--- DATA FOR PROCESSING ---

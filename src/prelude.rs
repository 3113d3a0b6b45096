//! All prelude

pub use crate::ast::{
    Alignment, BlockToken, Callout, CodeBlock, FrontMatter, FrontMatterValue, Heading, Image,
    InlineToken, Link, List, ListItem, ParseResult, Table, TableCell, WikiLink,
};
pub use crate::error::Error;
pub use crate::graph::LinkGraph;
pub use crate::links::{collect_embeds, collect_wikilinks};
pub use crate::note::Note;
pub use crate::parser::{ParseOptions, parse, parse_with_options};
pub use crate::render::{self, RenderContext, Renderer, html::HtmlOptions, render};
pub use crate::tags::collect_tags;
pub use crate::vault::Vault;
pub use crate::vault::vault_open::{IteratorVaultBuilder, VaultBuilder, VaultOptions};

#[cfg(feature = "rayon")]
pub use crate::vault::vault_open::ParallelIteratorVaultBuilder;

---

- PROBLEM DESCRIPTION:
Every record above is to be transcribed exactly as written.

- RESULT:
filename src/prelude.rs
repository 3113d3a0b6b45096
//! All prelude

pub use crate::ast::{
    Alignment, BlockToken, Callout, CodeBlock, FrontMatter, FrontMatterValue, Heading, Image,
    InlineToken, Link, List, ListItem, ParseResult, Table, TableCell, WikiLink,
};
pub use crate::error::Error;
pub use crate::graph::LinkGraph;
pub use crate::links::{collect_embeds, collect_wikilinks};
pub use crate::note::Note;
pub use crate::parser::{ParseOptions, parse, parse_with_options};
pub use crate::render::{self, RenderContext, Renderer, html::HtmlOptions, render};
pub use crate::tags::collect_tags;
pub use crate::vault::Vault;
pub use crate::vault::vault_open::{IteratorVaultBuilder, VaultBuilder, VaultOptions};

#[cfg(feature = "rayon")]
pub use crate::vault::vault_open::ParallelIteratorVaultBuilder;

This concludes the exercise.